Тогда я не понимал его. Я был слишком занят своими мыслями о несправедливости и отмщении. Но его слова меня трогали. Пока у него оставались силы, мы заходили посидеть в церквях и музеях. С древних времен они были приютом беженцев, и полиция не решалась там появляться. Лувр, Музей декоративных искусств, музей Жё-де-Пом
[26]и Нотр-Дам стали новой родиной для эмигрантов из разных стран, которые обретали здесь безопасность, утешение, а заодно и узнавали что-то новое. В церквях беженцев ожидали те же духовные блага, но, увы, не божественная справедливость.
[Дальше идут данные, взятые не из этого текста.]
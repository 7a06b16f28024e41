//! Byte-stream transports and the connector seam.

use std::future::Future;
use std::io;
use std::pin::Pin;
use std::time::Duration;

use tokio::io::{AsyncBufRead, AsyncRead, AsyncWrite, BufReader};
use tokio::net::TcpStream;

use crate::error::Result;

/// Read and write halves of an established connection.
pub struct Transport {
    pub reader: Box<dyn AsyncBufRead + Unpin + Send>,
    pub writer: Box<dyn AsyncWrite + Unpin + Send>,
}

impl Transport {
    /// Split any bidirectional stream (TCP socket, in-memory duplex).
    pub fn from_stream<S>(stream: S) -> Self
    where
        S: AsyncRead + AsyncWrite + Send + 'static,
    {
        let (reader, writer) = tokio::io::split(stream);
        Self {
            reader: Box::new(BufReader::new(reader)),
            writer: Box::new(writer),
        }
    }
}

pub type ConnectFuture<'a> = Pin<Box<dyn Future<Output = Result<Transport>> + Send + 'a>>;

/// Opens transports to a server. Called again on every reconnect.
pub trait Connector: Send + Sync {
    fn connect<'a>(&'a self, host: &'a str, port: u16) -> ConnectFuture<'a>;
}

const CONNECT_TIMEOUT: Duration = Duration::from_secs(30);

/// Plain TCP.
#[derive(Debug, Default, Clone, Copy)]
pub struct TcpConnector;

impl Connector for TcpConnector {
    fn connect<'a>(&'a self, host: &'a str, port: u16) -> ConnectFuture<'a> {
        Box::pin(connect_tcp(host, port))
    }
}

async fn connect_tcp(host: &str, port: u16) -> Result<Transport> {
    tracing::debug!("Resolving {host}:{port}...");
    let stream = tokio::time::timeout(CONNECT_TIMEOUT, TcpStream::connect((host, port)))
        .await
        .map_err(|_| io::Error::new(io::ErrorKind::TimedOut, format!("connect to {host}:{port} timed out")))??;
    stream.set_nodelay(true)?;
    tracing::debug!("TCP connected to {host}:{port}");
    Ok(Transport::from_stream(stream))
}

#[cfg(test)]
mod tests {
    use tokio::io::{AsyncReadExt, AsyncWriteExt};
    use tokio::net::TcpListener;

    use super::*;
    use crate::codec::LineReader;

    #[tokio::test]
    async fn tcp_connector_round_trip() {
        let listener = TcpListener::bind("127.0.0.1:0").await.unwrap();
        let port = listener.local_addr().unwrap().port();
        let server = tokio::spawn(async move {
            let (mut sock, _) = listener.accept().await.unwrap();
            sock.write_all(b":srv NOTICE * :hello\r\n").await.unwrap();
            let mut buf = [0u8; 9];
            sock.read_exact(&mut buf).await.unwrap();
            buf
        });

        let mut transport = TcpConnector.connect("127.0.0.1", port).await.unwrap();
        transport.writer.write_all(b"NICK bot\r\n").await.unwrap();
        let mut reader = LineReader::new(transport.reader);
        assert_eq!(reader.read_line().await.unwrap().as_deref(), Some("srv NOTICE * :hello"));
        assert_eq!(&server.await.unwrap(), b"NICK bot\r");
    }
}
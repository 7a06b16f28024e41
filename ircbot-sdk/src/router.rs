//! Command recognition, dispatch and outbound delivery.
//!
//! Two addressing forms are recognized in the text of a PRIVMSG or NOTICE:
//!
//! - `!plugin command args...` with the configured prefix glued to the
//!   plugin token,
//! - `keeper: plugin command args...` where the first word starts with the
//!   bot's current nick.
//!
//! Everything the bot says goes through [`Bot::send_message`] or
//! [`Bot::send_notice`], which apply muting and split long text.

use crate::client::Bot;
use crate::error::Result;
use crate::event::Event;
use crate::irc::Message;
use crate::plugin::Invocation;

/// Text longer than this is split.
pub const FRAGMENT_THRESHOLD: usize = 400;
/// Length of each split-off piece.
pub const FRAGMENT_LEN: usize = 401;

pub const MISSING_COMMAND: &str = "Missing command.";

/// Result of looking at a chat line for a command.
#[derive(Debug, Clone, PartialEq, Eq)]
pub enum Recognition {
    NotAddressed,
    /// Addressed to the bot but without a plugin and command.
    MissingCommand,
    Command {
        plugin: String,
        command: String,
        args: Vec<String>,
    },
}

/// Recognize a command in chat text.
pub fn recognize(text: &str, prefix: &str, nick: &str) -> Recognition {
    let words: Vec<&str> = text.split(' ').filter(|w| !w.is_empty()).collect();
    let Some(first) = words.first() else {
        return Recognition::NotAddressed;
    };

    if let Some(plugin) = first.strip_prefix(prefix).filter(|_| !prefix.is_empty()) {
        if plugin.is_empty() || words.len() < 2 {
            return Recognition::MissingCommand;
        }
        return command(plugin, &words[1..]);
    }

    if !nick.is_empty() && first.to_lowercase().starts_with(&nick.to_lowercase()) {
        if words.len() < 3 {
            return Recognition::MissingCommand;
        }
        return command(words[1], &words[2..]);
    }

    Recognition::NotAddressed
}

fn command(plugin: &str, rest: &[&str]) -> Recognition {
    Recognition::Command {
        plugin: plugin.to_string(),
        command: rest[0].to_string(),
        args: rest[1..].iter().map(|s| s.to_string()).collect(),
    }
}

/// Split text into pieces of at most [`FRAGMENT_LEN`] characters, in order.
/// Text of up to [`FRAGMENT_THRESHOLD`] characters stays whole.
pub fn fragments(text: &str) -> Vec<&str> {
    let mut out = Vec::new();
    let mut rest = text;
    while rest.chars().count() > FRAGMENT_THRESHOLD {
        let split = rest
            .char_indices()
            .nth(FRAGMENT_LEN)
            .map(|(idx, _)| idx)
            .unwrap_or(rest.len());
        out.push(&rest[..split]);
        rest = &rest[split..];
    }
    if !rest.is_empty() {
        out.push(rest);
    }
    out
}

impl Bot {
    /// Handle an inbound PRIVMSG or NOTICE.
    pub(crate) async fn handle_chat(&mut self, msg: Message) -> Result<()> {
        let user = msg.user();
        let target = msg.param(0).to_string();
        let text = msg.text_from(1);

        self.plugins.notify_message(&user, &target, &text);
        self.emit(Event::Message {
            from: user.nick.clone(),
            target: target.clone(),
            text: text.clone(),
            notice: msg.command == "NOTICE",
        });

        let prefix = self.config.read(|c| c.cmd_prefix.clone());
        match recognize(&text, &prefix, &self.session.nick) {
            Recognition::NotAddressed => Ok(()),
            Recognition::MissingCommand => self.send_notice(&user.nick, MISSING_COMMAND).await,
            Recognition::Command { plugin, command, args } => {
                let inv = Invocation {
                    user,
                    target,
                    plugin,
                    command,
                    args,
                };
                self.dispatch_command(&inv).await
            }
        }
    }

    async fn dispatch_command(&mut self, inv: &Invocation) -> Result<()> {
        tracing::info!(
            from = %inv.user.nick,
            target = %inv.target,
            plugin = %inv.plugin,
            command = %inv.command,
            "Command"
        );
        self.emit(Event::Command {
            from: inv.user.nick.clone(),
            target: inv.target.clone(),
            plugin: inv.plugin.clone(),
            command: inv.command.clone(),
        });

        let handler = self.plugins.registry().lookup(&inv.plugin, &inv.command);
        let handled = match handler {
            Some(handler) => handler.call(self, inv).await?,
            None => false,
        };
        if !handled {
            let reply = format!("Unknown command '{} {}'", inv.plugin, inv.command);
            self.send_notice(&inv.user.nick, &reply).await?;
        }
        Ok(())
    }

    /// Send a PRIVMSG, unless the target is muted.
    pub async fn send_message(&mut self, target: &str, text: &str) -> Result<()> {
        self.deliver("PRIVMSG", target, text).await
    }

    /// Send a NOTICE, unless the target is muted.
    pub async fn send_notice(&mut self, target: &str, text: &str) -> Result<()> {
        self.deliver("NOTICE", target, text).await
    }

    async fn deliver(&mut self, kind: &str, target: &str, text: &str) -> Result<()> {
        if self.mutes.is_muted(target) {
            tracing::debug!(target, "Dropping message to muted target");
            return Ok(());
        }
        // CR and NUL end a line on some servers, same as LF.
        for line in text.split(['\r', '\n', '\0']) {
            for piece in fragments(line) {
                self.send_raw(&format!("{kind} {target} :{piece}")).await?;
            }
        }
        Ok(())
    }
}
В ней все мы порядком разуверились, в отличие от искусства.О эти летние дни в светлых музейных залах с полотнами импрессионистов! Оазисы мира среди бесчеловечных бурь. Мы тихо сидели перед картинами — я и рядом со мной умирающий Зоммер; мы молча смотрели на картины — словно в окна, распахнутые в бесконечность. Они были лучшим из созданного людьми среди всего худшего, на что люди оказались способны.
— А еще меня могли заживо сжечь в концлагере в стране Гете и Гельдерлина, — медленно промолвил Зоммер спустя пару минут совершенно счастливым голосом.
— Возьми себе мой паспорт, — добавил он. — Живи с ним.
— Ты мог бы его продать, — возразил я. Я слышал, что кто-то из эмигрантов, у кого не было вообще никаких документов, предлагал за него тысячу двести швейцарских франков — баснословную сумму, за которую Зоммера вполне можно было пристроить в больницу. Но этого Зоммер не хотел. Он хотел умереть в своей мастерской на острове Сен-Луи, увешанной фрагментами ковров и пропахшей скипидаром. Лечил его бывший профессор Гуггенхайм, превратившийся в торговца чулками; пожалуй, во всем Париже едва ли можно было отыскать лучшего врача.
— Возьми мой паспорт, — повторил Зоммер. — Считай, что это твой жизненный резерв. А в придачу забери и вот эту штуку: это кусочек смерти. — Он сунул мне в руку маленький медальончик на тонкой цепи. В нем, замотанная в ватку, хранилась капсула с цианистым калием. Подобно многим эмигрантам, Зоммер всегда носил ее при себе на случай неожиданной встречи с гестапо: он боялся не выдержать пыток и желал себе быстрой смерти.
Он умер во сне. Мне достались в наследство его одежда, несколько литографий и собрание фрагментов ковров. И одежду, и литографии, и коллекцию я продал, чтобы добыть денег на похороны. Себе я оставил капсулу с цианистым калием и паспорт, а Зоммера похоронили под моим именем. Еще я оставил себе маленький кусочек турецкого молитвенного коврика с фрагментом бордюра и фрагментом ярко-голубого михраба — такого же голубого, как августовское небо над Парижем и как тот ковер, который я обнаружил у Сильвера. Капсулу с ядом я долго носил на себе и выбросил ее в море только тогда, когда мы высаживались на Эллис-Айленде, желая избежать ненужных расспросов. Первые две-три недели паспорт Зоммера вызывал у меня несколько странные чувства: я сам себе казался покойником, отпущенным на побывку. Но потом я к нему привык.
Когда я снова попытался вернуть долг Роберту Хиршу, тот опять отказался.
— Да я же просто купаюсь в деньгах, — запротестовал я. — А кроме того, я надежно окопался на новой работе — как минимум недель на шесть.